**Data section**
>>

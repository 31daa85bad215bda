use crate::contest::{Contest, Problem, Submission, Team};
use crate::verdict::VerdictTable;
use std::collections::HashMap;

mod error {
    use quick_xml::de::DeError;
    use thiserror::Error;

    #[derive(Error, Debug)]
    pub enum ImportError {
        #[error(transparent)]
        XmlDecode(#[from] DeError),
        #[error("run {run} refers to unknown team {user}")]
        UnknownTeam { run: u32, user: u32 },
        #[error("run {run} refers to unknown problem {problem}")]
        UnknownProblem { run: u32, problem: u32 },
    }
}

pub use error::ImportError;

mod xml {
    use super::ImportError;
    use quick_xml::de::from_str;
    use serde::Deserialize;

    // One record per BOCA database table; every other column of the dump
    // is ignored. Numeric fields are decoded strictly, so an empty or
    // non-numeric text node fails the import instead of turning into zero.

    #[derive(Deserialize, Debug)]
    pub struct Export {
        #[serde(rename = "CONTESTREC")]
        pub contest: ContestRec,
        #[serde(rename = "PROBLEMREC", default)]
        pub problems: Vec<ProblemRec>,
        #[serde(rename = "USERREC", default)]
        pub users: Vec<UserRec>,
        #[serde(rename = "RUNREC", default)]
        pub runs: Vec<RunRec>,
    }

    #[derive(Deserialize, Debug)]
    pub struct ContestRec {
        pub name: String,
        pub duration: u32, // in seconds
    }

    #[derive(Deserialize, Debug)]
    pub struct ProblemRec {
        pub number: u32,
        pub name: String,
        pub fullname: String,
    }

    #[derive(Deserialize, Debug)]
    pub struct UserRec {
        pub r#type: String,
        pub user: u32,
        pub userfull: String,
    }

    #[derive(Deserialize, Debug)]
    pub struct RunRec {
        pub number: u32,
        pub user: u32,
        pub problem: u32,
        pub rundatediff: u32,
        pub runanswer: u32,
    }

    pub fn decode(document: &str) -> Result<Export, ImportError> {
        let export: Export = from_str(document)?;
        Ok(export)
    }
}

pub fn import_str(document: &str, verdicts: &VerdictTable) -> Result<Contest, ImportError> {
    let export = xml::decode(document)?;
    build_contest(export, verdicts)
}

fn build_contest(export: xml::Export, verdicts: &VerdictTable) -> Result<Contest, ImportError> {
    let mut contest = Contest {
        name: export.contest.name,
        duration: export.contest.duration / 60, // export stores seconds
        ..Contest::default()
    };

    let mut problem_index = HashMap::new();
    for rec in export.problems {
        problem_index.insert(rec.number, contest.problems.len());
        contest.problems.push(Problem {
            id: rec.name,
            name: rec.fullname,
        });
    }

    let mut team_index = HashMap::new();
    for rec in export.users {
        if rec.r#type != "team" {
            continue;
        }
        team_index.insert(rec.user, contest.teams.len());
        contest.teams.push(Team {
            id: rec.user,
            name: rec.userfull,
        });
    }

    let mut attempts: HashMap<(u32, u32), u32> = HashMap::new();
    for rec in export.runs {
        let team = *team_index.get(&rec.user).ok_or(ImportError::UnknownTeam {
            run: rec.number,
            user: rec.user,
        })?;
        let problem = *problem_index
            .get(&rec.problem)
            .ok_or(ImportError::UnknownProblem {
                run: rec.number,
                problem: rec.problem,
            })?;

        let attempt = attempts.entry((rec.user, rec.problem)).or_insert(0);
        *attempt += 1;

        contest.submissions.push(Submission {
            id: rec.number,
            problem,
            team,
            attempt: *attempt,
            time: rec.rundatediff,
            verdict: verdicts.get(rec.runanswer),
        });
    }

    Ok(contest)
}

<<

**Goal of the exercise**
Restate all the material above, keeping each word as it is.

**Expected answer**
repository 31daa85bad215bda
use crate::contest::{Contest, Problem, Submission, Team};
use crate::verdict::VerdictTable;
use std::collections::HashMap;

mod error {
    use quick_xml::de::DeError;
    use thiserror::Error;

    #[derive(Error, Debug)]
    pub enum ImportError {
        #[error(transparent)]
        XmlDecode(#[from] DeError),
        #[error("run {run} refers to unknown team {user}")]
        UnknownTeam { run: u32, user: u32 },
        #[error("run {run} refers to unknown problem {problem}")]
        UnknownProblem { run: u32, problem: u32 },
    }
}

pub use error::ImportError;

mod xml {
    use super::ImportError;
    use quick_xml::de::from_str;
    use serde::Deserialize;

    // One record per BOCA database table; every other column of the dump
    // is ignored. Numeric fields are decoded strictly, so an empty or
    // non-numeric text node fails the import instead of turning into zero.

    #[derive(Deserialize, Debug)]
    pub struct Export {
        #[serde(rename = "CONTESTREC")]
        pub contest: ContestRec,
        #[serde(rename = "PROBLEMREC", default)]
        pub problems: Vec<ProblemRec>,
        #[serde(rename = "USERREC", default)]
        pub users: Vec<UserRec>,
        #[serde(rename = "RUNREC", default)]
        pub runs: Vec<RunRec>,
    }

    #[derive(Deserialize, Debug)]
    pub struct ContestRec {
        pub name: String,
        pub duration: u32, // in seconds
    }

    #[derive(Deserialize, Debug)]
    pub struct ProblemRec {
        pub number: u32,
        pub name: String,
        pub fullname: String,
    }

    #[derive(Deserialize, Debug)]
    pub struct UserRec {
        pub r#type: String,
        pub user: u32,
        pub userfull: String,
    }

    #[derive(Deserialize, Debug)]
    pub struct RunRec {
        pub number: u32,
        pub user: u32,
        pub problem: u32,
        pub rundatediff: u32,
        pub runanswer: u32,
    }

    pub fn decode(document: &str) -> Result<Export, ImportError> {
        let export: Export = from_str(document)?;
        Ok(export)
    }
}

pub fn import_str(document: &str, verdicts: &VerdictTable) -> Result<Contest, ImportError> {
    let export = xml::decode(document)?;
    build_contest(export, verdicts)
}

fn build_contest(export: xml::Export, verdicts: &VerdictTable) -> Result<Contest, ImportError> {
    let mut contest = Contest {
        name: export.contest.name,
        duration: export.contest.duration / 60, // export stores seconds
        ..Contest::default()
    };

    let mut problem_index = HashMap::new();
    for rec in export.problems {
        problem_index.insert(rec.number, contest.problems.len());
        contest.problems.push(Problem {
            id: rec.name,
            name: rec.fullname,
        });
    }

    let mut team_index = HashMap::new();
    for rec in export.users {
        if rec.r#type != "team" {
            continue;
        }
        team_index.insert(rec.user, contest.teams.len());
        contest.teams.push(Team {
            id: rec.user,
            name: rec.userfull,
        });
    }

    let mut attempts: HashMap<(u32, u32), u32> = HashMap::new();
    for rec in export.runs {
        let team = *team_index.get(&rec.user).ok_or(ImportError::UnknownTeam {
            run: rec.number,
            user: rec.user,
        })?;
        let problem = *problem_index
            .get(&rec.problem)
            .ok_or(ImportError::UnknownProblem {
                run: rec.number,
                problem: rec.problem,
            })?;

        let attempt = attempts.entry((rec.user, rec.problem)).or_insert(0);
        *attempt += 1;

        contest.submissions.push(Submission {
            id: rec.number,
            problem,
            team,
            attempt: *attempt,
            time: rec.rundatediff,
            verdict: verdicts.get(rec.runanswer),
        });
    }

    Ok(contest)
}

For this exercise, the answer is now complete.